But I think ACS is not deducting your exp but start accessing minimum exp which qualify your application for next step.

Recently in one thread someone posted down below message along with the extract from email he received from ACS.

I quote "My Actual employment start from November 2006 but i received down below email from ACS."

----

"*Your experience between 11/06 to 11/08 has been considered in your skill assessment application in determining the outcome of your application"*.

*As your Bachelor was relevant to the nominated occupation you were required to demonstrate 2 years’ experience which was completed in 11/08.*

*11/08 is the date you met the ACS requirements* and is the date in which you have been deemed to reach the appropriate skilled level for your nominated occupation.

This is the date in which you have been deemed to reach the appropriate skilled level for your nominated occupation."

*After this date you may be able to claim points for your experience* with the Department of Immigration"

----

So by above email its clear they are not deducting anyone exp. the just now start accessing only minimum exp + education which qualify applicant to go ahead and file their SS/Visa and claim the full exp with relevant supporting documents. 

Now let me tell you whats really going on behind the scene (my conclusion is based on above email from ACS):

ACS latest decision is completely a inter-agencies/departments issue and will help ACS to reduce their work load. Now not only ACS but SS AND VISA granting agency can also access work experience (sharing work load for ACS)

*How it will effect your ACS application and afterword process? *

1. You can expect fast processing of your ACS application.

2. Now please keep in mind from now on, even SS agency can also call/visit your present and previous employer to cross check your exp. (Multiple check means less fake exp frauds).

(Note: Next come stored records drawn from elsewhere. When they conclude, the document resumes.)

//! Time-ordered train/validation/test partitioning
//!
//! Splits are contiguous slices in original window order; no shuffling is
//! ever applied, so no future window leaks into an earlier partition.

use super::window::Window;

/// Default share of windows assigned to training.
pub const DEFAULT_TRAIN_RATIO: f64 = 0.7;
/// Default share of windows assigned to validation.
pub const DEFAULT_VAL_RATIO: f64 = 0.15;

/// The three disjoint partitions of one task's windows, train earliest and
/// test latest. Concatenated in order they reproduce the input exactly.
#[derive(Debug, Clone, Default)]
pub struct SplitWindows {
    pub train: Vec<Window>,
    pub val: Vec<Window>,
    pub test: Vec<Window>,
}

impl SplitWindows {
    pub fn len(&self) -> usize {
        self.train.len() + self.val.len() + self.test.len()
    }

    pub fn is_empty(&self) -> bool {
        self.len() == 0
    }
}

/// Partition windows by floor-rounded ratios; whatever the ratios leave
/// over goes to test. Small inputs may produce empty partitions.
pub fn split_windows(windows: Vec<Window>, train_ratio: f64, val_ratio: f64) -> SplitWindows {
    let n = windows.len();
    let train_end = (n as f64 * train_ratio) as usize;
    let val_end = train_end + (n as f64 * val_ratio) as usize;

    let mut train = windows;
    let mut val = train.split_off(train_end.min(n));
    let test = val.split_off((val_end - train_end).min(val.len()));

    SplitWindows { train, val, test }
}

#[cfg(test)]
mod tests {
    use super::*;
    use crate::dataset::window::build_windows;
    use ndarray::Array2;

    fn windows_from(rows: usize, window_size: usize, horizon: usize) -> Vec<Window> {
        let series = Array2::from_shape_fn((rows, 1), |(i, _)| i as f64);
        build_windows(&series, window_size, horizon, None)
    }

    #[test]
    fn test_concrete_scenario() {
        // 100 rows, w=10, h=1 -> 9 windows -> 6 / 1 / 2
        let windows = windows_from(100, 10, 1);
        assert_eq!(windows.len(), 9);

        let split = split_windows(windows, 0.7, 0.15);
        assert_eq!(split.train.len(), 6);
        assert_eq!(split.val.len(), 1);
        assert_eq!(split.test.len(), 2);
    }

    #[test]
    fn test_partition_sizes_sum() {
        for rows in [50usize, 77, 100, 203] {
            let windows = windows_from(rows, 5, 1);
            let n = windows.len();
            let split = split_windows(windows, 0.7, 0.15);
            assert_eq!(split.len(), n);
        }
    }

    #[test]
    fn test_temporal_order_preserved() {
        let windows = windows_from(200, 10, 1);
        let split = split_windows(windows, 0.7, 0.15);

        let last_train = split.train.last().unwrap().y[0];
        let first_val = split.val.first().unwrap().y[0];
        let last_val = split.val.last().unwrap().y[0];
        let first_test = split.test.first().unwrap().y[0];

        assert!(last_train < first_val);
        assert!(last_val < first_test);
    }

    #[test]
    fn test_leftover_goes_to_test() {
        // Ratios that do not sum to 1
        let windows = windows_from(110, 10, 1);
        let n = windows.len(); // 10 windows
        let split = split_windows(windows, 0.5, 0.2);
        assert_eq!(split.train.len(), 5);
        assert_eq!(split.val.len(), 2);
        assert_eq!(split.test.len(), n - 7);
    }

    #[test]
    fn test_tiny_input_degenerates_quietly() {
        let windows = windows_from(12, 10, 1); // a single window
        let split = split_windows(windows, 0.7, 0.15);
        assert_eq!(split.train.len(), 0);
        assert_eq!(split.val.len(), 0);
        assert_eq!(split.test.len(), 1);
    }
}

*Note* : Please don't kill the messenger my conclusion is based on ACS email.


----------



## tomtomwq (Apr 5, 2013)

About2013 said:


> Recently i noticed that many people here talking about how ACS start deducting applicant work exp.
> 
> But I think ACS is not deducting your exp but start accessing minimum exp which qualify your application for next step.
> 
> ...



Please stop posting your analysis as if it is fact. 

MARA agents with substantial training in migration laws don't even dare to make such a bold claim. To play safe, only claim points for experience that ACS has sanctioned.

We have to take whatever in the ACS letter as its face value and avoid making extraordinary interpretation.


----------



## About2013 (Jul 30, 2013)

tomtomwq said:


> Please stop posting your analysis as if it is fact.
> 
> MARA agents with substantial training in migration laws don't even dare to make such a bold claim. To play safe, only claim points for experience that ACS has sanctioned.
> 
> We have to take whatever in the ACS letter as its face value and avoid making extraordinary interpretation.


Mr. tomtom Wait & Watch !


----------



## snarayan (Jun 28, 2013)

About2013 said:


> Mr. tomtom Wait & Watch !


Your analysis absolutely does not make sense. Keep it to yourself and dont misguide potential ACS applicants.


----------



## divyap (May 11, 2013)

About2013 said:


> Recently i noticed that many people here talking about how ACS start deducting applicant work exp.
> 
> But I think ACS is not deducting your exp but start accessing minimum exp which qualify your application for next step.
> 
> ...


This seems to be perfect.. 

Until today, there has not been a single discrepancy raised by any CO w.r.t skilled date and over claiming based on skilled date.. 

Long back, this world condemned men who said this earth was round.. Then u all know the history.. 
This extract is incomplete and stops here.